Bazı dönem aşırı kitap okurum, bazı dönem ise okuma orucuna girerek başka faaliyetlerle meşgul olurum. Astroloji ve yemek kitapları haricinde her türde kitap okumam mümkündür. Kendi alanıma çok uzak olan sayısal kitaplara dahi zaman zaman ilgim olabiliyor. Belli bir yazara bağlanmak yerine çeşitli yazarları azar azar okumaya gayret ederim. Evet, sanırım doğru bir kanı bu. Nitekim, bir gün iki eseri olan bir genç yazarın hiç yabancı kitap okumadığını söylediğini, yalnızca yerli kitaplarla yetindiğini beyan ettiğine şahit olmuştum. Daha ilginci, ben onun kitabını satın alıp okurken, o benim kitabımı okumamıştı. Bu, sadece bir örnekti tabi. Muhtemelen bu örnekleri daha da çoğaltmak mümkün olacaktır. Ayrıca, kitap okumadan kitap yazmak arzusunda olan gençlere de rastlamak kabil. Bu da, durumun diğer bir boyutu olarak karşımıza çıkıyor. Ancak, burada şunu da ifade etmekte yarar olabilir ki, kitap okumadan kitap yazan kimselerin salt genç kuşak yazarları ile sınırlı tutulması da illüzyon olabilir. Orta kuşak yazarlar içinden de böyle kimseler olabilir. Nitekim, bu, yaştan ziyade insanların yetişme tarzları ve otodidakt olup olmamaları ile alakalı bir durum gibi görünüyor. İlave etmek gerekirse, bu kadar fazla kitap ve yazar olacağına daha az sayıda olsaydı belki de okunma oranları da artardı.


Yazmak sizin için ne ifade ediyor?
Yazmak, aslında birden çok anlam ifade ediyor. Bunlardan en başta sayılabilecek olanları: Bireyin birikimlerini başkalarına aktararak tescillemesi ve bundan doğan haz durumu, derdini dökecek bir yer bulmak ve rahatlamak, yazarlığın sunduğu iklim ve koşullar sebebi ile akademi, basın, bürokrasi gibi kademelerden çeşitli insanlarla tanışık olabilmek, kitap fuarları gibi etkinliklerle sosyalleşmek. Ancak, yazarlık bu baskın faydalarının haricinde nazarımda daha özel bir anlam da ifade ediyor.

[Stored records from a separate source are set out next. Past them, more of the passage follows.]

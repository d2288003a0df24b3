//! GitHub REST implementation of [`RemoteClient`].
//!
//! - `GET   /repos/{owner}/{repo}`         → description + topics
//! - `PATCH /repos/{owner}/{repo}`         ← `{"description": …}`
//! - `PUT   /repos/{owner}/{repo}/topics`  ← `{"names": […]}`

use std::time::{Duration, SystemTime, UNIX_EPOCH};

use serde::Deserialize;

use roadmap_core::types::RepoRef;
use roadmap_renderer::RemoteMetadata;

use crate::error::RemoteError;
use crate::remote::RemoteClient;

/// User-Agent header required by the GitHub API.
const USER_AGENT: &str = concat!("roadmap/", env!("CARGO_PKG_VERSION"));
const API_VERSION: &str = "2022-11-28";

/// Fields of `GET /repos/{owner}/{repo}` we care about.
#[derive(Debug, Deserialize)]
struct RepoResponse {
    description: Option<String>,
    #[serde(default)]
    topics: Vec<String>,
}

pub struct GithubClient {
    agent: ureq::Agent,
    api_base: String,
    token: Option<String>,
}

impl GithubClient {
    pub fn new(api_base: &str, token: Option<String>, timeout: Duration) -> Self {
        let agent = ureq::AgentBuilder::new()
            .timeout(timeout)
            .user_agent(USER_AGENT)
            .build();
        GithubClient {
            agent,
            api_base: api_base.trim_end_matches('/').to_string(),
            token: token.filter(|t| !t.trim().is_empty()),
        }
    }

    pub fn has_token(&self) -> bool {
        self.token.is_some()
    }

    fn repo_url(&self, repo: &RepoRef) -> String {
        format!("{}/repos/{}", self.api_base, repo.0)
    }

    fn request(&self, method: &str, url: &str) -> ureq::Request {
        let req = self
            .agent
            .request(method, url)
            .set("Accept", "application/vnd.github+json")
            .set("X-GitHub-Api-Version", API_VERSION);
        match &self.token {
            Some(token) => req.set("Authorization", &format!("Bearer {token}")),
            None => req,
        }
    }
}

impl RemoteClient for GithubClient {
    fn fetch(&self, repo: &RepoRef) -> Result<RemoteMetadata, RemoteError> {
        tracing::debug!("GET {}", self.repo_url(repo));
        let response = self
            .request("GET", &self.repo_url(repo))
            .call()
            .map_err(|e| map_error(repo, e))?;
        let body: RepoResponse = response
            .into_json()
            .map_err(|e| RemoteError::Parse(e.to_string()))?;
        Ok(RemoteMetadata {
            description: body.description.unwrap_or_default(),
            topics: body.topics,
        })
    }

    fn update_description(&self, repo: &RepoRef, description: &str) -> Result<(), RemoteError> {
        tracing::debug!("PATCH {}", self.repo_url(repo));
        self.request("PATCH", &self.repo_url(repo))
            .send_json(serde_json::json!({ "description": description }))
            .map_err(|e| map_error(repo, e))?;
        Ok(())
    }

    fn replace_topics(&self, repo: &RepoRef, topics: &[String]) -> Result<(), RemoteError> {
        let url = format!("{}/topics", self.repo_url(repo));
        tracing::debug!("PUT {url}");
        self.request("PUT", &url)
            .send_json(serde_json::json!({ "names": topics }))
            .map_err(|e| map_error(repo, e))?;
        Ok(())
    }
}

fn map_error(repo: &RepoRef, error: ureq::Error) -> RemoteError {
    match error {
        ureq::Error::Status(401, _) => RemoteError::Unauthorized,
        ureq::Error::Status(404, _) => RemoteError::NotFound { repo: repo.0.clone() },
        ureq::Error::Status(429, resp) => RemoteError::RateLimited {
            retry_after: throttle_hint(&resp).or(Some(Duration::from_secs(60))),
        },
        ureq::Error::Status(403, resp) => {
            let exhausted = resp.header("x-ratelimit-remaining") == Some("0");
            let hint = throttle_hint(&resp);
            if exhausted || resp.header("retry-after").is_some() {
                RemoteError::RateLimited { retry_after: hint }
            } else {
                RemoteError::Forbidden(resp.into_string().unwrap_or_default())
            }
        }
        ureq::Error::Status(status, resp) => RemoteError::Http {
            status,
            body: resp.into_string().unwrap_or_default(),
        },
        ureq::Error::Transport(transport) => {
            let message = transport.to_string();
            if message.contains("timed out") || message.contains("timeout") {
                RemoteError::Timeout(message)
            } else {
                RemoteError::Transport(message)
            }
        }
    }
}

/// `Retry-After` seconds, else time until `x-ratelimit-reset`.
fn throttle_hint(resp: &ureq::Response) -> Option<Duration> {
    if let Some(secs) = resp.header("retry-after").and_then(|v| v.trim().parse::<u64>().ok()) {
        return Some(Duration::from_secs(secs));
    }
    let reset = resp
        .header("x-ratelimit-reset")
        .and_then(|v| v.trim().parse::<u64>().ok())?;
    let now = SystemTime::now().duration_since(UNIX_EPOCH).ok()?.as_secs();
    Some(Duration::from_secs(reset.saturating_sub(now).max(1)))
}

O da, prestij. Evet, prestij. Nitekim, mazide birçok sıkıntı çekmiş ve birçok yerde işsiz güçsüz bir kimse gibi algılanıp yadırganmış bir kimse olarak kitap işlerine girdiğimden beri en azından serseri sanılmaktan kurtulduğumu hissediyor ve kendimle daha barışık olabiliyorum. O özgüveni ve huzuru fazlasıyla veriyor bu meslek.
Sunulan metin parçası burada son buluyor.